What the exercise asks: For each entry that follows, write out an identical copy.

Dataset entries:
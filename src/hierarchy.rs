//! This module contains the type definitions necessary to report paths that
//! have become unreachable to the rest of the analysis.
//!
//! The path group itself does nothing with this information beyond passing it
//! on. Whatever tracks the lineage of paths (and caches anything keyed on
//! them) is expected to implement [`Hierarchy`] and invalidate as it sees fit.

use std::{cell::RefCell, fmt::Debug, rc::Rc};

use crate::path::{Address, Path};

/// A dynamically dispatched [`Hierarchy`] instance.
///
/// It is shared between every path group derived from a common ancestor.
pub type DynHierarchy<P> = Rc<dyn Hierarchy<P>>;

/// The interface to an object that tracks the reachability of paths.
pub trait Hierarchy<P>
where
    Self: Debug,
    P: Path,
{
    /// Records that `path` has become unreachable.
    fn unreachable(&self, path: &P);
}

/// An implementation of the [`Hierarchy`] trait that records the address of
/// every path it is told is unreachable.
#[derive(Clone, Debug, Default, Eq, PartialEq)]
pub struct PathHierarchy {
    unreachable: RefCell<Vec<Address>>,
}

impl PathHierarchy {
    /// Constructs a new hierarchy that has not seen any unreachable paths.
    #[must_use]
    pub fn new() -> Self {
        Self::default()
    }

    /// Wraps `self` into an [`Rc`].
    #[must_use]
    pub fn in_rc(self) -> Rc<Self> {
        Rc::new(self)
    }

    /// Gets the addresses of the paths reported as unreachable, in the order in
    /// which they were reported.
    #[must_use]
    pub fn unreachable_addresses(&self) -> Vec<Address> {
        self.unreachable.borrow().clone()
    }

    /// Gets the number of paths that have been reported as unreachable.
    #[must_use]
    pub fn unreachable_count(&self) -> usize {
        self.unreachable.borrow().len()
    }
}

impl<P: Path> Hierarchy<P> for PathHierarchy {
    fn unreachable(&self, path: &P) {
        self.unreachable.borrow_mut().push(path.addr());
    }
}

Solution for this exercise:
filename src/hierarchy.rs
//! This module contains the type definitions necessary to report paths that
//! have become unreachable to the rest of the analysis.
//!
//! The path group itself does nothing with this information beyond passing it
//! on. Whatever tracks the lineage of paths (and caches anything keyed on
//! them) is expected to implement [`Hierarchy`] and invalidate as it sees fit.

use std::{cell::RefCell, fmt::Debug, rc::Rc};

use crate::path::{Address, Path};

/// A dynamically dispatched [`Hierarchy`] instance.
///
/// It is shared between every path group derived from a common ancestor.
pub type DynHierarchy<P> = Rc<dyn Hierarchy<P>>;

/// The interface to an object that tracks the reachability of paths.
pub trait Hierarchy<P>
where
    Self: Debug,
    P: Path,
{
    /// Records that `path` has become unreachable.
    fn unreachable(&self, path: &P);
}

/// An implementation of the [`Hierarchy`] trait that records the address of
/// every path it is told is unreachable.
#[derive(Clone, Debug, Default, Eq, PartialEq)]
pub struct PathHierarchy {
    unreachable: RefCell<Vec<Address>>,
}

impl PathHierarchy {
    /// Constructs a new hierarchy that has not seen any unreachable paths.
    #[must_use]
    pub fn new() -> Self {
        Self::default()
    }

    /// Wraps `self` into an [`Rc`].
    #[must_use]
    pub fn in_rc(self) -> Rc<Self> {
        Rc::new(self)
    }

    /// Gets the addresses of the paths reported as unreachable, in the order in
    /// which they were reported.
    #[must_use]
    pub fn unreachable_addresses(&self) -> Vec<Address> {
        self.unreachable.borrow().clone()
    }

    /// Gets the number of paths that have been reported as unreachable.
    #[must_use]
    pub fn unreachable_count(&self) -> usize {
        self.unreachable.borrow().len()
    }
}

impl<P: Path> Hierarchy<P> for PathHierarchy {
    fn unreachable(&self, path: &P) {
        self.unreachable.borrow_mut().push(path.addr());
    }
}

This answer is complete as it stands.